• What is expected
In exact form, please repeat the records from their opening line down to the line with "pub trait CatalogRepository: Send", including that line.

• Given records
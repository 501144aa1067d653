use async_trait::async_trait;
use uuid::Uuid;

use crate::{Flight, Tour};
use tripline_core::repository::StoreError;

/// Read-only access to the item catalog. The booking core never manages
/// catalog lifecycle; it only looks items up.
#[async_trait]
pub trait CatalogRepository: Send + Sync {
    async fn get_tour(&self, id: Uuid) -> Result<Option<Tour>, StoreError>;

    async fn get_flight(&self, id: Uuid) -> Result<Option<Flight>, StoreError>;

    /// Seat labels currently claimed by active bookings on a flight.
    async fn occupied_seats(&self, flight_id: Uuid) -> Result<Vec<String>, StoreError>;
}
use async_trait::async_trait;
use chrono::NaiveDate;
use sqlx::PgPool;
use uuid::Uuid;

use tripline_core::repository::StoreError;
use tripline_offer::{Discount, DiscountRepository, PersonalizedOffer};

use crate::db_err;

pub struct PostgresDiscountRepository {
    pool: PgPool,
}

impl PostgresDiscountRepository {
    pub fn new(pool: PgPool) -> Self {
        Self { pool }
    }
}

#[derive(sqlx::FromRow)]
struct DiscountRow {
    id: Uuid,
    tour_id: Option<Uuid>,
    flight_id: Option<Uuid>,
    airline: Option<String>,
    discount_percent: i32,
    start_date: Option<NaiveDate>,
    end_date: Option<NaiveDate>,
    is_active: bool,
}

#[derive(sqlx::FromRow)]
struct OfferRow {
    id: Uuid,
    user_id: Uuid,
    tour_id: Option<Uuid>,
    flight_id: Option<Uuid>,
    discount_percent: i32,
    valid_until: NaiveDate,
}

#[async_trait]
impl DiscountRepository for PostgresDiscountRepository {
    async fn active_discounts(&self, today: NaiveDate) -> Result<Vec<Discount>, StoreError> {
        let rows = sqlx::query_as::<_, DiscountRow>(
            r#"
            SELECT id, tour_id, flight_id, airline, discount_percent,
                   start_date, end_date, is_active
            FROM discounts
            WHERE is_active
              AND (start_date IS NULL OR start_date <= $1)
              AND (end_date IS NULL OR end_date >= $1)
            "#,
        )
        .bind(today)
        .fetch_all(&self.pool)
        .await
        .map_err(db_err)?;

        Ok(rows
            .into_iter()
            .map(|row| Discount {
                id: row.id,
                tour_id: row.tour_id,
                flight_id: row.flight_id,
                airline: row.airline,
                discount_percent: row.discount_percent,
                start_date: row.start_date,
                end_date: row.end_date,
                is_active: row.is_active,
            })
            .collect())
    }

    async fn offers_for_user(
        &self,
        user_id: Uuid,
        today: NaiveDate,
    ) -> Result<Vec<PersonalizedOffer>, StoreError> {
        let rows = sqlx::query_as::<_, OfferRow>(
            r#"
            SELECT id, user_id, tour_id, flight_id, discount_percent, valid_until
            FROM personalized_offers
            WHERE user_id = $1 AND valid_until >= $2
            "#,
        )
        .bind(user_id)
        .bind(today)
        .fetch_all(&self.pool)
        .await
        .map_err(db_err)?;

        Ok(rows
            .into_iter()
            .map(|row| PersonalizedOffer {
                id: row.id,
                user_id: row.user_id,
                tour_id: row.tour_id,
                flight_id: row.flight_id,
                discount_percent: row.discount_percent,
                valid_until: row.valid_until,
            })
            .collect())
    }
}
impl BookingWriter {
    pub fn new(
        catalog: Arc<dyn CatalogRepository>,
        discounts: Arc<dyn DiscountRepository>,
        bookings: Arc<dyn BookingRepository>,
    ) -> Self {
        Self {
            catalog,
            discounts,
            bookings,
        }
    }

    pub async fn create(
        &self,
        user_id: Uuid,
        req: &CreateBookingRequest,
    ) -> Result<Uuid, BookingError> {
        let target = match (req.tour_id, req.flight_id) {
            (None, None) => return Err(BookingError::TargetRequired),
            (Some(_), Some(_)) => return Err(BookingError::TargetAmbiguous),
            (Some(tour), None) => BookingTarget::Tour(tour),
            (None, Some(flight)) => BookingTarget::Flight(flight),
        };

        if !(MIN_TRAVELERS..=MAX_TRAVELERS).contains(&req.travelers_count) {
            return Err(BookingError::TravelersOutOfRange {
                min: MIN_TRAVELERS,
                max: MAX_TRAVELERS,
            });
        }

        let new_booking = match target {
            BookingTarget::Flight(flight_id) => {
                self.prepare_flight_booking(user_id, flight_id, req).await?
            }
            BookingTarget::Tour(tour_id) => {
                self.prepare_tour_booking(user_id, tour_id, req).await?
            }
        };

        if let Some(client_total) = req.total_price {
            if client_total != new_booking.total_price_cents {
                // Fraud signal: the client-side estimate diverges from the
                // authoritative total. The server value wins either way.
                warn!(
                    %user_id,
                    client_total,
                    server_total = new_booking.total_price_cents,
                    "client price hint mismatch"
                );
            }
        }

        let booking_id = self.bookings.create(&new_booking).await?;
        info!(%booking_id, %user_id, "booking created");
        Ok(booking_id)
    }

    async fn prepare_flight_booking(
        &self,
        user_id: Uuid,
        flight_id: Uuid,
        req: &CreateBookingRequest,
    ) -> Result<NewBooking, BookingError> {
        if req.selected_seats.len() != req.travelers_count as usize {
            return Err(BookingError::SeatCountMismatch {
                expected: req.travelers_count,
                got: req.selected_seats.len(),
            });
        }

        let mut labels = Vec::with_capacity(req.selected_seats.len());
        let mut seen = HashSet::new();
        for raw in &req.selected_seats {
            let label = SeatLabel::parse(raw)
                .filter(|l| l.letter.is_some())
                .ok_or_else(|| BookingError::InvalidSeatLabel(raw.clone()))?;
            if !seen.insert(label.to_string()) {
                return Err(BookingError::DuplicateSeat(raw.clone()));
            }
            labels.push(label);
        }

        let flight = self
            .catalog
            .get_flight(flight_id)
            .await?
            .ok_or(BookingError::ItemNotFound)?;
        if !flight.available {
            return Err(BookingError::ItemUnavailable);
        }

        let map = flight.seat_map();
        for label in &labels {
            if !map.contains(label) {
                return Err(BookingError::SeatOutsideMap(label.to_string()));
            }
        }

        // Fail-fast courtesy check. The unique constraint inside the create
        // transaction remains the authority under concurrency.
        let occupied: HashSet<String> =
            self.catalog.occupied_seats(flight_id).await?.into_iter().collect();
        let taken: Vec<String> = labels
            .iter()
            .map(|l| l.to_string())
            .filter(|l| occupied.contains(l))
            .collect();
        if !taken.is_empty() {
            return Err(BookingError::SeatConflict { seats: taken });
        }

        let item = ItemRef::Flight {
            id: flight_id,
            airline: flight.airline.clone(),
        };
        let quote = self.quote(user_id, flight.price_cents, &item).await?;

        let baggage_count = if req.has_baggage {
            req.baggage_count.max(1)
        } else {
            0
        };
        let total = quote.final_price_cents * req.travelers_count as i64
            + flight.baggage_price_cents * baggage_count as i64;

        Ok(NewBooking {
            user_id,
            target: BookingTarget::Flight(flight_id),
            travelers_count: req.travelers_count,
            transportation: None,
            departure_city: None,
            seats: labels.iter().map(|l| l.to_string()).collect(),
            has_baggage: req.has_baggage,
            baggage_count,
            total_price_cents: total,
        })
    }

    async fn prepare_tour_booking(
        &self,
        user_id: Uuid,
        tour_id: Uuid,
        req: &CreateBookingRequest,
    ) -> Result<NewBooking, BookingError> {
        let transportation = req.transportation_type;
        let departure_city = match transportation {
            Some(Transportation::Company) => {
                let city = req
                    .departure_city
                    .as_deref()
                    .map(str::trim)
                    .filter(|c| !c.is_empty())
                    .ok_or(BookingError::DepartureCityRequired)?;
                Some(city.to_string())
            }
            _ => None,
        };

        let tour = self
            .catalog
            .get_tour(tour_id)
            .await?
            .ok_or(BookingError::ItemNotFound)?;
        if !tour.available {
            return Err(BookingError::ItemUnavailable);
        }

        if let Some(city) = &departure_city {
            if !tour.serves_departure_city(city) {
                return Err(BookingError::DepartureCityNotServed(city.clone()));
            }
        }

        let item = ItemRef::Tour(tour_id);
        let quote = self.quote(user_id, tour.price_cents, &item).await?;
        let total = quote.final_price_cents * req.travelers_count as i64;

        Ok(NewBooking {
            user_id,
            target: BookingTarget::Tour(tour_id),
            travelers_count: req.travelers_count,
            transportation,
            departure_city,
            seats: Vec::new(),
            has_baggage: false,
            baggage_count: 0,
            total_price_cents: total,
        })
    }

    /// Effective per-unit price for an item as this user sees it. Also used
    /// by the catalog detail endpoints so the displayed price and the booked
    /// price come from one computation.
    pub async fn quote(
        &self,
        user_id: Uuid,
        list_price_cents: i64,
        item: &ItemRef,
    ) -> Result<PriceQuote, BookingError> {
        let today = Utc::now().date_naive();
        let offers = self.discounts.offers_for_user(user_id, today).await?;
        let discounts = self.discounts.active_discounts(today).await?;
        Ok(resolve_price(
            list_price_cents,
            item,
            &offers,
            &discounts,
            today,
        ))
    }
}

• Output of the exercise
repository 501144aa1067d653
use async_trait::async_trait;
use uuid::Uuid;

use crate::{Flight, Tour};
use tripline_core::repository::StoreError;

/// Read-only access to the item catalog. The booking core never manages
/// catalog lifecycle; it only looks items up.
#[async_trait]
pub trait CatalogRepository: Send + Sync {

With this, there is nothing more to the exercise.